I think one of the nice features of Guix is that the user can install packages on their own.  Other distributions leave the decision of which packages to install up to the administrator (a separate person in companies).  I work in a very large company where often some simple stuff is missing on servers and admins will not install it for fear of fucking up some unrelated already-installed package (understandable since all the dependencies are dynamic in Solaris and applications will just pick up whatever is lying around in the global namespace).
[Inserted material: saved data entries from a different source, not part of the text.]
use crate::domain::speech::{
    FailurePolicy, LanguageCode, LanguageIdentifier, PipelineSettings, SegmentMode,
};
use serde::Deserialize;
use std::env;
use std::str::FromStr;

#[derive(Debug, Clone)]
pub struct Config {
    pub host: String,
    pub port: u16,
    pub environment: Environment,
    pub log_format: LogFormat,
    // OpenAI
    pub openai_api_key: String,
    pub openai_base_url: Option<String>,
    pub chat_model: String,
    // Speech synthesis
    pub tts_provider: TtsProvider,
    pub aws_region: String,
    pub openai_tts_model: String,
    pub openai_tts_voice: Option<String>,
    // Speech recognition
    pub transcription_model: String,
    pub transcription_language: Option<String>,
    // Pipeline
    pub supported_languages: Vec<LanguageCode>,
    pub default_language: LanguageCode,
    pub segment_mode: SegmentMode,
    pub chunk_words: usize,
    pub synthesis_concurrency: usize,
    pub synthesis_failure_policy: FailurePolicy,
    // Sessions
    pub summary_interval: u32,
    pub session_capacity: u64,
    // HTTP
    pub cors_allowed_origins: Vec<String>,
}

#[derive(Debug, Clone, Deserialize, PartialEq)]
#[serde(rename_all = "lowercase")]
pub enum Environment {
    Development,
    Production,
}

#[derive(Debug, Clone, Deserialize, PartialEq)]
#[serde(rename_all = "lowercase")]
pub enum LogFormat {
    Pretty,
    Json,
}

#[derive(Debug, Clone, Copy, Deserialize, PartialEq, Eq)]
#[serde(rename_all = "lowercase")]
pub enum TtsProvider {
    Polly,
    OpenAi,
}

impl FromStr for TtsProvider {
    type Err = String;

    fn from_str(s: &str) -> Result<Self, Self::Err> {
        match s.trim().to_lowercase().as_str() {
            "polly" => Ok(TtsProvider::Polly),
            "openai" => Ok(TtsProvider::OpenAi),
            other => Err(format!("unknown TTS provider '{}'", other)),
        }
    }
}

#[derive(Debug, thiserror::Error)]
pub enum ConfigError {
    #[error("missing required environment variable {0}")]
    Missing(&'static str),
    #[error("invalid value for {name}: {detail}")]
    Invalid { name: &'static str, detail: String },
}

impl Config {
    pub fn from_env() -> Result<Self, ConfigError> {
        dotenvy::dotenv().ok();

        let supported_languages = parse_languages(&var_or("SUPPORTED_LANGUAGES", "en,es"))
            .map_err(|detail| ConfigError::Invalid {
                name: "SUPPORTED_LANGUAGES",
                detail,
            })?;
        let default_language: LanguageCode = parse_var("DEFAULT_LANGUAGE", "en")?;
        if !supported_languages.contains(&default_language) {
            return Err(ConfigError::Invalid {
                name: "DEFAULT_LANGUAGE",
                detail: format!(
                    "'{}' is not one of the supported languages",
                    default_language
                ),
            });
        }

        let config = Config {
            host: var_or("HOST", "0.0.0.0"),
            port: parse_var("PORT", "8080")?,
            environment: match var_or("ENVIRONMENT", "development").as_str() {
                "production" => Environment::Production,
                _ => Environment::Development,
            },
            log_format: match var_or("LOG_FORMAT", "pretty").as_str() {
                "json" => LogFormat::Json,
                _ => LogFormat::Pretty,
            },
            openai_api_key: env::var("OPENAI_API_KEY")
                .map_err(|_| ConfigError::Missing("OPENAI_API_KEY"))?,
            openai_base_url: optional_var("OPENAI_BASE_URL"),
            chat_model: var_or("CHAT_MODEL", "gpt-4o-mini"),
            tts_provider: parse_var("TTS_PROVIDER", "polly")?,
            aws_region: var_or("AWS_REGION", "eu-west-1"),
            openai_tts_model: var_or("OPENAI_TTS_MODEL", "tts-1"),
            openai_tts_voice: optional_var("OPENAI_TTS_VOICE"),
            transcription_model: var_or("TRANSCRIPTION_MODEL", "whisper-1"),
            transcription_language: optional_var("TRANSCRIPTION_LANGUAGE"),
            supported_languages,
            default_language,
            segment_mode: parse_var("SEGMENT_MODE", "chunk")?,
            chunk_words: parse_positive("CHUNK_WORDS", "20")?,
            synthesis_concurrency: parse_positive("SYNTHESIS_CONCURRENCY", "4")?,
            synthesis_failure_policy: parse_var("SYNTHESIS_FAILURE_POLICY", "lenient")?,
            summary_interval: parse_positive::<u32>("SUMMARY_INTERVAL", "10")?,
            session_capacity: parse_positive::<u64>("SESSION_CAPACITY", "1000")?,
            cors_allowed_origins: parse_list(&var_or(
                "CORS_ALLOWED_ORIGINS",
                "http://localhost:3000",
            )),
        };

        Ok(config)
    }

    pub fn pipeline_settings(&self) -> PipelineSettings {
        PipelineSettings {
            segment_mode: self.segment_mode,
            chunk_words: self.chunk_words,
            concurrency: self.synthesis_concurrency,
            failure_policy: self.synthesis_failure_policy,
        }
    }

    pub fn language_identifier(&self) -> LanguageIdentifier {
        LanguageIdentifier::new(self.supported_languages.clone(), self.default_language)
    }
}

fn var_or(name: &str, default: &str) -> String {
    env::var(name)
        .ok()
        .map(|v| v.trim().to_string())
        .filter(|v| !v.is_empty())
        .unwrap_or_else(|| default.to_string())
}

fn optional_var(name: &str) -> Option<String> {
    env::var(name)
        .ok()
        .map(|v| v.trim().to_string())
        .filter(|v| !v.is_empty())
}

fn parse_var<T>(name: &'static str, default: &str) -> Result<T, ConfigError>
where
    T: FromStr,
    T::Err: std::fmt::Display,
{
    var_or(name, default)
        .parse::<T>()
        .map_err(|e| ConfigError::Invalid {
            name,
            detail: e.to_string(),
        })
}

fn parse_positive<T>(name: &'static str, default: &str) -> Result<T, ConfigError>
where
    T: FromStr + PartialOrd + Default,
    T::Err: std::fmt::Display,
{
    let value: T = parse_var(name, default)?;
    if value <= T::default() {
        return Err(ConfigError::Invalid {
            name,
            detail: "must be greater than zero".to_string(),
        });
    }
    Ok(value)
}

fn parse_list(raw: &str) -> Vec<String> {
    raw.split(',')
        .map(str::trim)
        .filter(|s| !s.is_empty())
        .map(str::to_string)
        .collect()
}

/// Parse a comma-separated list of language codes, ignoring duplicates
pub fn parse_languages(raw: &str) -> Result<Vec<LanguageCode>, String> {
    let mut languages = Vec::new();
    for code in parse_list(raw) {
        let language = code.parse::<LanguageCode>()?;
        if !languages.contains(&language) {
            languages.push(language);
        }
    }
    if languages.is_empty() {
        return Err("at least one language is required".to_string());
    }
    Ok(languages)
}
Long story short, I think it's a good thing that the user has his own profile which isn't magically updated and doesn't magically pick up things not in the user profile - except when it's already in the store bitwise-identical.  That way, if he needs some application for work it will not randomly break and he can be sure that it will do what it did yesterday.  If he wants to update, he updates.  Otherwise not.  His choice.

So long story short, I myself prefer having no applications in the system profile and the user installing all (business-relevant) applications themselves.  It gives control to the user.

(my "packages" field is:
  (packages (cons* nss-certs         ;for HTTPS access
                   font-adobe100dpi font-adobe75dpi font-bitstream-vera font-dejavu font-gnu-freefont-ttf font-gnu-unifont font-liberation font-ubuntu
                   adwaita-icon-theme
                   %base-packages)) ; xterm is there by default.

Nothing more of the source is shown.